• [WORK INSTRUCTIONS]
Would you copy each line of the data below that has "Some"?

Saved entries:
■ ■ ■ ■

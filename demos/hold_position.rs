//! Holds motor #1 at its zero position with hybrid control and prints its state.
//!
//! The motor is switched to response mode first, so every command is answered with a type 1
//! state frame.
mod _logging;

use std::time::Duration;

use encos::protocol::{CommunicationMode, HybridControl, MotorAddress};
use encos::transport::FdCanUsbBus;
use encos::Motor;

fn main() -> Result<(), Box<dyn std::error::Error>> {
    _logging::init("hold_position", 0);

    let bus = FdCanUsbBus::serial2("/dev/fdcanusb", fdcanusb::serial2::KeepSettings)?;
    let mut motor = Motor::new(&bus, MotorAddress::new(1)?);
    motor.set_communication_mode(CommunicationMode::Response)?;

    let hold = HybridControl {
        kp: 20.0,
        kd: 0.5,
        ..HybridControl::default()
    };
    loop {
        motor.hybrid_control(hold)?;
        match motor.update_info() {
            Ok(Some(_)) => {
                let state = motor.telemetry();
                log::info!(
                    "position {:.3} rad, speed {:.3} rad/s, current {:.2} A, {} °C",
                    state.position,
                    state.speed,
                    state.current,
                    state.motor_temperature
                );
                if let Some(error) = state.error().filter(|e| *e != encos::protocol::ErrorCode::NoError) {
                    log::warn!("motor reports {:?}", error);
                }
            }
            Ok(None) => log::warn!("no feedback"),
            Err(e) => log::warn!("{}", e),
        }
        std::thread::sleep(Duration::from_millis(10));
    }
}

■ ■ ■ ■

• [TASK RESULT]
            Ok(Some(_)) => {
                if let Some(error) = state.error().filter(|e| *e != encos::protocol::ErrorCode::NoError) {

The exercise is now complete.